BEGIN

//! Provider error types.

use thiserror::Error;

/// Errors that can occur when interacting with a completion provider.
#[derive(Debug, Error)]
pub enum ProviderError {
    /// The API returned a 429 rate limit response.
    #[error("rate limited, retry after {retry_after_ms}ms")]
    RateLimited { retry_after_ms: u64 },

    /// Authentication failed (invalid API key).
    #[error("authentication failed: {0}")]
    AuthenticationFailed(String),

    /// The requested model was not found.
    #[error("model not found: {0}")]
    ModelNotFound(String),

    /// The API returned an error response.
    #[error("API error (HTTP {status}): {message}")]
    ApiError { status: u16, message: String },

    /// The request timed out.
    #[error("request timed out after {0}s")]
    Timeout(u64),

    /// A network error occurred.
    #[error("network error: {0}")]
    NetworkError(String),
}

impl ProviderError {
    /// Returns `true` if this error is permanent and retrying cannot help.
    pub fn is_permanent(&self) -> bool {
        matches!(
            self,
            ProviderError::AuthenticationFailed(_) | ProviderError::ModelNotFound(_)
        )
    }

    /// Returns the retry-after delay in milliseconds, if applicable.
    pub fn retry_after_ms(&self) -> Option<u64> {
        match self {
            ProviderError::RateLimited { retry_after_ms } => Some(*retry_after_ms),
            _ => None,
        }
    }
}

END
BEGIN

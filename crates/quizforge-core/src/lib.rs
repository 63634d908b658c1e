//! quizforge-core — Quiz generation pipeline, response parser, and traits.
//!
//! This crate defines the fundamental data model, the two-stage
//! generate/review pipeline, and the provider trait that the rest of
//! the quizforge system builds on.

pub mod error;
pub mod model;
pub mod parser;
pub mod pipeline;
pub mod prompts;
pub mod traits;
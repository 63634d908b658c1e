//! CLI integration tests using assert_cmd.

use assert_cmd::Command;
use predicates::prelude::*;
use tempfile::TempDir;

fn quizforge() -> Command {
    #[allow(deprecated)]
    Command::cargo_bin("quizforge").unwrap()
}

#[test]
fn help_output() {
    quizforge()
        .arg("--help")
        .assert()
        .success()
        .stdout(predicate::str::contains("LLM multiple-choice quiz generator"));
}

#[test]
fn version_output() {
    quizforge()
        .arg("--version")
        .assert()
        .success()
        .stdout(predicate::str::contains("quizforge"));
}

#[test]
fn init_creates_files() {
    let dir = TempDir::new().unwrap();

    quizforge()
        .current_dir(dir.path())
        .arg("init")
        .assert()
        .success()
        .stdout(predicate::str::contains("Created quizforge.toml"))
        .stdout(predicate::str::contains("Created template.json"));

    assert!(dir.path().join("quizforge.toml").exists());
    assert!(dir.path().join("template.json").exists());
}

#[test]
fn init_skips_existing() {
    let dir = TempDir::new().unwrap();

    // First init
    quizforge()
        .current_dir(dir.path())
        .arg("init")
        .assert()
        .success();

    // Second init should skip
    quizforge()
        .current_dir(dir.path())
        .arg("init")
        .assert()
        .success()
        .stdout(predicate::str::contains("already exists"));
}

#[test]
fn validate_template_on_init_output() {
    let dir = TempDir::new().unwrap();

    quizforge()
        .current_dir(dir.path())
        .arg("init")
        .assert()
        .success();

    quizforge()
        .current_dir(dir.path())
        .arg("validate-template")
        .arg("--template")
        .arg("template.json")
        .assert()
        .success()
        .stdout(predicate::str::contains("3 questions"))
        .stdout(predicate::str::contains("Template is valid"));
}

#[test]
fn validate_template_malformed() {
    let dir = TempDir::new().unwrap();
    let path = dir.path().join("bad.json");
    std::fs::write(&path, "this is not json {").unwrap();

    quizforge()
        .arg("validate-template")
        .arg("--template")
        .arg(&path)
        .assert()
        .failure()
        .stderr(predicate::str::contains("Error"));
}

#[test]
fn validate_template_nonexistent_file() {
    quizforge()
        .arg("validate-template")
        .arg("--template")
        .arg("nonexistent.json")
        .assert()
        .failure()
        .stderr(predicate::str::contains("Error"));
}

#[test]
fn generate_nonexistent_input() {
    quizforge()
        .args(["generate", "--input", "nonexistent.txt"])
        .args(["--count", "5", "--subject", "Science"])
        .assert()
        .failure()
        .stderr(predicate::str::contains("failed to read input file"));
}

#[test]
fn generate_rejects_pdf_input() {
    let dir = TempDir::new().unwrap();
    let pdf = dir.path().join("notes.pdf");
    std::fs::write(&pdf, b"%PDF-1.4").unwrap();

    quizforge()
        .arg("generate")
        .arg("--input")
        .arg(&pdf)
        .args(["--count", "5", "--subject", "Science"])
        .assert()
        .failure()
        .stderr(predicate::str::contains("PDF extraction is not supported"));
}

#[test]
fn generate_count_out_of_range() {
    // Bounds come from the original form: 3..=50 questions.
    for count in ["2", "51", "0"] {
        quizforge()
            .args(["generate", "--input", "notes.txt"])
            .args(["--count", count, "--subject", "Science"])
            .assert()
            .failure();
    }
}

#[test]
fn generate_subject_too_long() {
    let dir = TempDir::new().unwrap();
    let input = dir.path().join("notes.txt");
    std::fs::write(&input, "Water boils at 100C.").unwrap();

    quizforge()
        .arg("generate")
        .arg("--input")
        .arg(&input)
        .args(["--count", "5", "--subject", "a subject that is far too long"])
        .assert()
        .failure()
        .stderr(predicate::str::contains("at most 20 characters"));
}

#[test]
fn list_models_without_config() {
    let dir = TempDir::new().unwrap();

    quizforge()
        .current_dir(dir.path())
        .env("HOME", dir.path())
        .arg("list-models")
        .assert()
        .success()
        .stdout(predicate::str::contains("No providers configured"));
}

END

> _TASK PROMPT_: Across the data above, how many lines include the word "notes"? Give only the count.

> _TASK OUTPUT_: 3